6 mappers created by default in Sqoop?
I always believed that if you do not specify the -m property in a sqoop import, by default 4 mappers are created. However, in my case 6 mappers are being created. Can someone explain this ? This is the sqoop command :
sqoop import --connect jdbc:mysql://localhost/cloudera --target-dir hdfsout --split-by employeename --username root --password XXXXX --table employee
employee table has 3 columns . employeename, age and dateofjoining. In hdfs also, 6 map part files 0001, 0002 .... 0005 are created.
First of all, splitting on integer column is recommended.
As per code,
LOG.warn("You are strongly encouraged to choose an integral split column.");
It is not guaranteed that sqoop will generate the same amount of mappers as mentioned by you in -m <number of mappers>
See code for details. Useful part of code:
// Use this as a hint. May need an extra task if the size doesn't // divide cleanly. int numSplits = ConfigurationHelper.getConfNumMaps(conf);
If you use --verbose at the end of the query. you will see boundary values on which split is done.
If you split it on integer value, I am sure only 4 mappers will run in this case.

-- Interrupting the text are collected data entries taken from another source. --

//! # chalan
//!
//! GST invoice document engine: given a transaction with line items and
//! the parties around it, chalan classifies and computes tax, aggregates
//! the HSN/SAC summary, plans pagination against fixed height budgets and
//! assembles renderable page records.
//!
//! - **chalan-types**: the immutable data model (line items, tax context,
//!   summary rows, page sections)
//! - **chalan-traits**: the `FormattingPort` boundary consumed at assembly
//! - **chalan-tax**: tax classification and HSN aggregation
//! - **chalan-layout**: height estimation and pagination planning
//! - **chalan-assemble**: plan-to-pages assembly
//!
//! ## Design principle
//!
//! The engine is a pure, synchronous computation over in-memory data: no
//! I/O, no shared state across calls, nothing to cancel. Rendering the
//! assembled [`Page`] records into a visual document is a backend's job
//! and out of scope here.
//!
//! ```
//! use chalan::{DocumentEngine, LineItem, TransactionKind};
//! # use chalan::{Company, Party, Transaction};
//! # use rust_decimal::Decimal;
//! # let company = Company {
//! #     name: "Acme".into(), address: "Pune".into(),
//! #     state: Some("Maharashtra".into()), gstin: None, phone: None,
//! #     email: None, gst_enabled: true, signatory: "Acme".into(),
//! # };
//! # let party = Party {
//! #     name: "Bharat".into(), address: "Bengaluru".into(),
//! #     state: Some("Karnataka".into()), gstin: None, phone: None,
//! # };
//! # let transaction = Transaction {
//! #     kind: TransactionKind::Sales, number: "INV-1".into(),
//! #     date: chrono::NaiveDate::from_ymd_opt(2024, 7, 1).unwrap(),
//! #     due_date: None, po_number: None, notes: None,
//! #     items: vec![LineItem::product("Widget", Decimal::ONE, Decimal::TEN)],
//! # };
//! let engine = DocumentEngine::builder().build();
//! let document = engine.generate(&transaction, &company, &party, None, None)?;
//! assert!(!document.pages.is_empty());
//! # Ok::<(), chalan::EngineError>(())
//! ```

// Re-export foundation crates
pub use chalan_traits as traits;
pub use chalan_types as types;

pub mod engine;
pub mod error;

// Re-export commonly used types from foundation crates
pub use chalan_types::{
    BankAccount, Company, ComputedLine, DocumentHeader, HsnSummaryRow, ItemKind, LineItem, Page,
    PageSection, Party, PartyBlock, TaxContext, TaxRegime, TaxTotals, Transaction, TransactionKind,
};

pub use chalan_traits::{FormattingPort, PlainFormatter};

// Re-export the algorithm stages for callers that drive them separately
pub use chalan_assemble::{AssembleError, DocumentSource, assemble};
pub use chalan_layout::{HeightEstimator, LayoutBudgets, PagePlan, PlannedPage, plan};
pub use chalan_tax::{Classification, TaxError, aggregate, classify};

// Re-export from internal modules
pub use engine::{Diagnostics, DocumentEngine, EngineBuilder, RenderedDocument};
pub use error::EngineError;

4 is the default value for the SUGGESTED number of mappers.
So running a squoop command without suggesting a number of mappers, should be equivalent to running a squoop command with a suggestion of 4 mappers.
However, the suggestion may be ignored, you can already see that the suggestion can be ignored if you do not give a suggestion, but as can be seen here, the suggestion can also be ignored if you do specify the number.